Unlike SARS-CoV, the cause of SARS, several SARS-CoV-2 spike glycans contain sialic acid residues. In contrast to the SARS secreted glycoprotein (SGP), SARS-CoV-2 SGP are thus potential ligands for Sialic acid-binding Siglecs on host immune cells, known to regulate immune function. Such SARS-CoV-2 glycoproteins would contribute to immune deviation.
CD33-related Siglecs are important immune regulators. Siglec-5 and −14 are paired receptors with opposed actions on the NLRP3 inflammasome, which is critical in early viral clearance. SGP binding in persons of Siglec-14 null genotype (30–70% in Black, Asian and Minority Ethnic (BAME) persons, 10% in North Europeans) would induce unopposed inhibitory signalling, causing viral persistence through inflammasome inhibition.
Siglec-3 (CD33) and Siglec-5 are expressed on CD33 myeloid derived suppressor cells (CD33 MDSC). Immunosuppressive CD33 MDSC populations are increased in all groups at risk of severe Covid-19 infection. CD33 expression is increased in persons with the CD33 rs3865444 CC allele, associated with Alzheimer’s disease, who would thus show enhanced susceptibility. Viral SGP ligation of CD33, potentially in conjunction with Siglec-5, would promote expansion of CD33 MDSC cells, as occurs in cancers but at much greater scale.

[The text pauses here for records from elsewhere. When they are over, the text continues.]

use crate::metrics::metrics_impl::CacheMetrics;

#[derive(Debug, Default, Clone, Copy, PartialEq, Eq)]
pub struct CacheMetricsSnapshot {
    pub get_hits: u64,
    pub get_misses: u64,

    pub insert_new: u64,
    pub insert_updates: u64,

    pub evicted_entries: u64,

    // ARC only; zero for other policies
    pub b1_ghost_hits: u64,
    pub b2_ghost_hits: u64,

    pub clears: u64,

    // gauges captured at snapshot time
    pub cache_len: usize,
    pub capacity: usize,
}

impl CacheMetricsSnapshot {
    pub(crate) fn capture(metrics: &CacheMetrics, cache_len: usize, capacity: usize) -> Self {
        Self {
            get_hits: metrics.get_hits,
            get_misses: metrics.get_misses,
            insert_new: metrics.insert_new,
            insert_updates: metrics.insert_updates,
            evicted_entries: metrics.evicted_entries,
            b1_ghost_hits: metrics.b1_ghost_hits,
            b2_ghost_hits: metrics.b2_ghost_hits,
            clears: metrics.clears,
            cache_len,
            capacity,
        }
    }

    /// Fraction of `get` calls that found a value; `0.0` before any lookup.
    pub fn hit_ratio(&self) -> f64 {
        let total = self.get_hits + self.get_misses;
        if total == 0 {
            0.0
        } else {
            self.get_hits as f64 / total as f64
        }
    }
}
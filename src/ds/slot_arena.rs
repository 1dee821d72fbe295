//! Slot storage with stable integer handles.
//!
//! A [`SlotId`] names one slot of a [`SlotArena`] and stays valid until that
//! slot is removed, so linked structures can store indices instead of
//! pointers. Vacant slots form a singly linked free list threaded through the
//! storage itself; the most recently freed slot is reused first.
//!
//! ```text
//!   slots:  [ Occupied(A) | Vacant(None) | Occupied(C) | Vacant(Some(1)) ]
//!                                ▲                            │
//!   free_head = Some(3) ─────────┼────────────────────────────┘
//!                                └── end of free list
//! ```

/// Stable handle to a slot in a [`SlotArena`].
#[derive(Debug, Clone, Copy, PartialEq, Eq, Hash)]
pub struct SlotId(pub(crate) usize);

impl SlotId {
    /// Returns the raw slot index.
    pub fn index(self) -> usize {
        self.0
    }
}

#[derive(Debug)]
enum Slot<T> {
    Occupied(T),
    /// Index of the next vacant slot.
    Vacant(Option<usize>),
}

#[derive(Debug)]
pub struct SlotArena<T> {
    slots: Vec<Slot<T>>,
    free_head: Option<usize>,
    occupied: usize,
}

impl<T> SlotArena<T> {
    pub fn new() -> Self {
        Self::with_capacity(0)
    }

    pub fn with_capacity(capacity: usize) -> Self {
        Self {
            slots: Vec::with_capacity(capacity),
            free_head: None,
            occupied: 0,
        }
    }

    /// Stores `value`, reusing a vacant slot when one is available.
    pub fn insert(&mut self, value: T) -> SlotId {
        self.occupied += 1;
        match self.free_head {
            Some(index) => {
                let slot = std::mem::replace(&mut self.slots[index], Slot::Occupied(value));
                if let Slot::Vacant(next_free) = slot {
                    self.free_head = next_free;
                }
                SlotId(index)
            },
            None => {
                self.slots.push(Slot::Occupied(value));
                SlotId(self.slots.len() - 1)
            },
        }
    }

    /// Vacates the slot and returns its value; `None` if it was already vacant.
    pub fn remove(&mut self, id: SlotId) -> Option<T> {
        let slot = self.slots.get_mut(id.0)?;
        if matches!(slot, Slot::Vacant(_)) {
            return None;
        }
        match std::mem::replace(slot, Slot::Vacant(self.free_head)) {
            Slot::Occupied(value) => {
                self.free_head = Some(id.0);
                self.occupied -= 1;
                Some(value)
            },
            Slot::Vacant(_) => None,
        }
    }

    pub fn get(&self, id: SlotId) -> Option<&T> {
        match self.slots.get(id.0)? {
            Slot::Occupied(value) => Some(value),
            Slot::Vacant(_) => None,
        }
    }

    pub fn get_mut(&mut self, id: SlotId) -> Option<&mut T> {
        match self.slots.get_mut(id.0)? {
            Slot::Occupied(value) => Some(value),
            Slot::Vacant(_) => None,
        }
    }

    pub fn contains(&self, id: SlotId) -> bool {
        self.get(id).is_some()
    }

    /// Number of occupied slots.
    pub fn len(&self) -> usize {
        self.occupied
    }

    pub fn is_empty(&self) -> bool {
        self.occupied == 0
    }

    /// Drops every value and forgets all handles.
    pub fn clear(&mut self) {
        self.slots.clear();
        self.free_head = None;
        self.occupied = 0;
    }
}

impl<T> Default for SlotArena<T> {
    fn default() -> Self {
        Self::new()
    }
}
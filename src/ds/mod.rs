pub mod intrusive_list;
pub mod slot_arena;

pub use intrusive_list::IntrusiveList;
pub use slot_arena::{SlotArena, SlotId};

CD33 is expressed on CNS microglia, potentially activated by SGP penetration through the porous cribriform plate to cause anosmia.
Genotyping of severe or fatal Covid-19 cases can confirm or refute this pathophysiological mechanism. Early data have confirmed extremely high-level increase of CD33 MDSC numbers in severe Covid-19 infection, consistent with the proposed mechanism.